コンサート禁止

 エレキ=不良といわれ、大人達はエレキバンドやGS、それに熱狂する少年少女達に眉をひそめた。特に中学・高校では全国的にコンサートに行くことを禁止され、教育委員会や教師が会場の入口で見張っていたものだ。
 差し支えがあるので、名前はだせないが、ある地方のコンサート会場で見にきた高校生と教師が大乱闘になった。キャパは1500人くらいで、そのうち約900人が高校生だったらしい。騒ぎは1時間くらいでおさまったが、結局ほとんどのお客がかえってしまい。客席には約100人くらいしかいなかった。それでもそのバンドは一生懸命演奏し、最後には観客も一緒に泣きながらエンディング・・。その後そのバンドはボランティアで老人ホームや擁護施設をコツコツとまわり、民謡や愛唱歌を演奏してエレキが悪いわけじゃないと訴え続けた。彼等の活動は地方夕刊紙にも取り上げられたりしたが大勢に影響なかった。
 そのうちエレキブームも去り、数年後には社会的な騒動はなくなった。
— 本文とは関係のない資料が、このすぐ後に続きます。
//! # Byte Cursor
//!
//! Position-tracked, forward-only primitive reads over an in-memory buffer or a
//! streaming reader.
//!
//! Every multi-byte value is big-endian. A read that needs more bytes than the
//! source holds fails with `ProtocolError::TruncatedInput` and never pads.
//! A slice read that fails consumes nothing; a streaming read that hits EOF
//! early advances the position by the bytes it did pull off the stream.

use std::io::{self, Read};

use crate::core::profile::LengthField;
use crate::error::{ProtocolError, Result};

/// A source of bytes a [`ByteCursor`] can consume.
pub trait ByteSource {
    /// Fill `buf` completely from the source.
    fn read_into(&mut self, buf: &mut [u8]) -> Result<()>;

    /// Take exactly `len` bytes as an owned buffer.
    fn read_vec(&mut self, len: usize) -> Result<Vec<u8>> {
        let mut out = vec![0u8; len];
        self.read_into(&mut out)?;
        Ok(out)
    }

    /// Bytes consumed so far.
    fn position(&self) -> usize;

    /// Bytes still available, when the source can tell.
    fn remaining(&self) -> Option<usize>;
}

/// In-memory source over a borrowed slice.
#[derive(Debug, Clone)]
pub struct SliceSource<'a> {
    data: &'a [u8],
    offset: usize,
}

impl<'a> SliceSource<'a> {
    pub fn new(data: &'a [u8]) -> Self {
        Self { data, offset: 0 }
    }

    /// Start reading at `offset` instead of the beginning of `data`.
    pub fn with_offset(data: &'a [u8], offset: usize) -> Self {
        Self {
            data,
            offset: offset.min(data.len()),
        }
    }

    fn take(&mut self, len: usize) -> Result<&'a [u8]> {
        let available = self.data.len() - self.offset;
        if len > available {
            return Err(ProtocolError::truncated(len, available));
        }
        let span = &self.data[self.offset..self.offset + len];
        self.offset += len;
        Ok(span)
    }
}

impl ByteSource for SliceSource<'_> {
    fn read_into(&mut self, buf: &mut [u8]) -> Result<()> {
        let span = self.take(buf.len())?;
        buf.copy_from_slice(span);
        Ok(())
    }

    fn read_vec(&mut self, len: usize) -> Result<Vec<u8>> {
        self.take(len).map(<[u8]>::to_vec)
    }

    fn position(&self) -> usize {
        self.offset
    }

    fn remaining(&self) -> Option<usize> {
        Some(self.data.len() - self.offset)
    }
}

/// Streaming source over any blocking reader.
#[derive(Debug)]
pub struct StreamSource<R> {
    reader: R,
    consumed: usize,
}

impl<R: Read> StreamSource<R> {
    pub fn new(reader: R) -> Self {
        Self {
            reader,
            consumed: 0,
        }
    }

    pub fn into_inner(self) -> R {
        self.reader
    }
}

impl<R: Read> ByteSource for StreamSource<R> {
    fn read_into(&mut self, buf: &mut [u8]) -> Result<()> {
        let mut filled = 0;
        while filled < buf.len() {
            match self.reader.read(&mut buf[filled..]) {
                Ok(0) => {
                    self.consumed += filled;
                    return Err(ProtocolError::truncated(buf.len(), filled));
                }
                Ok(n) => filled += n,
                Err(e) if e.kind() == io::ErrorKind::Interrupted => continue,
                Err(e) => {
                    self.consumed += filled;
                    return Err(e.into());
                }
            }
        }
        self.consumed += filled;
        Ok(())
    }

    // Grows the buffer as data arrives so a bogus length prefix cannot force a
    // huge up-front allocation.
    fn read_vec(&mut self, len: usize) -> Result<Vec<u8>> {
        let mut out = Vec::new();
        let result = self
            .reader
            .by_ref()
            .take(len as u64)
            .read_to_end(&mut out);
        self.consumed += out.len();
        result?;
        if out.len() < len {
            return Err(ProtocolError::truncated(len, out.len()));
        }
        Ok(out)
    }

    fn position(&self) -> usize {
        self.consumed
    }

    fn remaining(&self) -> Option<usize> {
        None
    }
}

/// Primitive reader honouring the configured length-field width.
#[derive(Debug)]
pub struct ByteCursor<S> {
    source: S,
    length_field: LengthField,
}

impl<'a> ByteCursor<SliceSource<'a>> {
    pub fn from_slice(data: &'a [u8], length_field: LengthField) -> Self {
        Self::new(SliceSource::new(data), length_field)
    }
}

impl<R: Read> ByteCursor<StreamSource<R>> {
    pub fn from_reader(reader: R, length_field: LengthField) -> Self {
        Self::new(StreamSource::new(reader), length_field)
    }
}

impl<S: ByteSource> ByteCursor<S> {
    pub fn new(source: S, length_field: LengthField) -> Self {
        Self {
            source,
            length_field,
        }
    }

    pub fn length_field(&self) -> LengthField {
        self.length_field
    }

    pub fn position(&self) -> usize {
        self.source.position()
    }

    pub fn remaining(&self) -> Option<usize> {
        self.source.remaining()
    }

    pub fn into_inner(self) -> S {
        self.source
    }

    pub fn read_array<const N: usize>(&mut self) -> Result<[u8; N]> {
        let mut buf = [0u8; N];
        self.source.read_into(&mut buf)?;
        Ok(buf)
    }

    /// Raw span of caller-given length.
    pub fn read_span(&mut self, len: usize) -> Result<Vec<u8>> {
        self.source.read_vec(len)
    }

    /// One flag byte: zero is false, anything else is true.
    pub fn read_bool(&mut self) -> Result<bool> {
        Ok(self.read_u8()? != 0)
    }

    pub fn read_u8(&mut self) -> Result<u8> {
        Ok(self.read_array::<1>()?[0])
    }

    pub fn read_i8(&mut self) -> Result<i8> {
        Ok(i8::from_be_bytes(self.read_array()?))
    }

    pub fn read_i16(&mut self) -> Result<i16> {
        Ok(i16::from_be_bytes(self.read_array()?))
    }

    pub fn read_u16(&mut self) -> Result<u16> {
        Ok(u16::from_be_bytes(self.read_array()?))
    }

    pub fn read_i32(&mut self) -> Result<i32> {
        Ok(i32::from_be_bytes(self.read_array()?))
    }

    pub fn read_u32(&mut self) -> Result<u32> {
        Ok(u32::from_be_bytes(self.read_array()?))
    }

    pub fn read_i64(&mut self) -> Result<i64> {
        Ok(i64::from_be_bytes(self.read_array()?))
    }

    pub fn read_u64(&mut self) -> Result<u64> {
        Ok(u64::from_be_bytes(self.read_array()?))
    }

    pub fn read_f32(&mut self) -> Result<f32> {
        Ok(f32::from_be_bytes(self.read_array()?))
    }

    pub fn read_f64(&mut self) -> Result<f64> {
        Ok(f64::from_be_bytes(self.read_array()?))
    }

    /// Signed size prefix in the configured width.
    pub fn read_size(&mut self) -> Result<i64> {
        match self.length_field {
            LengthField::Short => self.read_i16().map(i64::from),
            LengthField::Long => self.read_i32().map(i64::from),
        }
    }

    /// Unsigned list count in the configured width.
    pub fn read_count(&mut self) -> Result<usize> {
        match self.length_field {
            LengthField::Short => self.read_u16().map(usize::from),
            LengthField::Long => self.read_u32().map(|count| count as usize),
        }
    }

    /// Size-prefixed bytes; a size of -1 is the null sentinel.
    pub fn read_sized_bytes(&mut self) -> Result<Option<Vec<u8>>> {
        match self.read_size()? {
            -1 => Ok(None),
            size if size < 0 => Err(ProtocolError::InvalidLength(size)),
            size => self.read_span(size as usize).map(Some),
        }
    }

    /// Size-prefixed UTF-8 text; a size of -1 yields `None`.
    pub fn read_string(&mut self) -> Result<Option<String>> {
        match self.read_sized_bytes()? {
            Some(bytes) => Ok(Some(String::from_utf8(bytes)?)),
            None => Ok(None),
        }
    }
}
今では高校生も自由にライブが見れる世の中だ。

バンドボーイ

 
この当時、プロのミュージシャンになるにはみんなどうしたか、業界にコネがあれば当然利用するが、そんな恵まれたやつは数えるほどしかいない。自分達で曲が作れれば、デモテープを持ち込む。しかし、これもほとんど門前払い。
 すでにバンドができていれば、ゴーゴー喫茶(今はライブハウスというらしいが)や、地方のヘルスセンター、ホテル、ダンスホールなどに出演させてもらう。中にはクラブやキャバレーに出演したものもいた。いわゆる武者修行である。ほとんどはこちらからお願いするので、ギャラは安いし、時にはノーギャラの場合もある。しかし、目的は目の前のお金ではなく、腕を磨き、人気を得て有力な関係者の目に(耳に)とまるチャンスを待つことなので、あまり気にせず、演奏ができればそれで楽しかったのだ。我々はこの方法だった。
 あとは可能性はうすいが、ヤマハのライトミュージックコンテスト(現在のポップコン)に出場するか、ただしこれは全国優勝しないとチャンスはないし、予選からとなると時間がかかる。
バンドを組む仲間がいないものは(いたとしても)バンドボーイとして、すでにプロとして活動しているバンドに雇われる方法もある。バンドボーイは「ボーヤ」と呼ばれ、コンサートの舞台の設営からアンプやマイクなどの音響機器のセッティング。チケットの販売、受付け、場内整理までしていた。現在ではこういうコンサートスタッフは専門のPA業者やプロダクションがあり、そのつど請負っているが、当時はバンドや所属事務所が直接雇っていたわけだ。当然給料は安く、小遣い程度であったが、いつしかプロとしてステージに立つことを夢見て、間近でプロのステージワークやテクニックを盗んでいた。それに関係者とも知り合うチャンスも多い。お笑いスターの志村けんも、最初ドリフターズのボーヤだったし、宇崎竜童はガリバーズというGSバンドのマネージャーだった。
 こうやって、多くの若者が華やかなスポットライトの影でうごめいていたが、下積みが報われるのはほんのひと握り。ほとんどは夢破れ、普通の仕事につくか田舎へ帰っていった。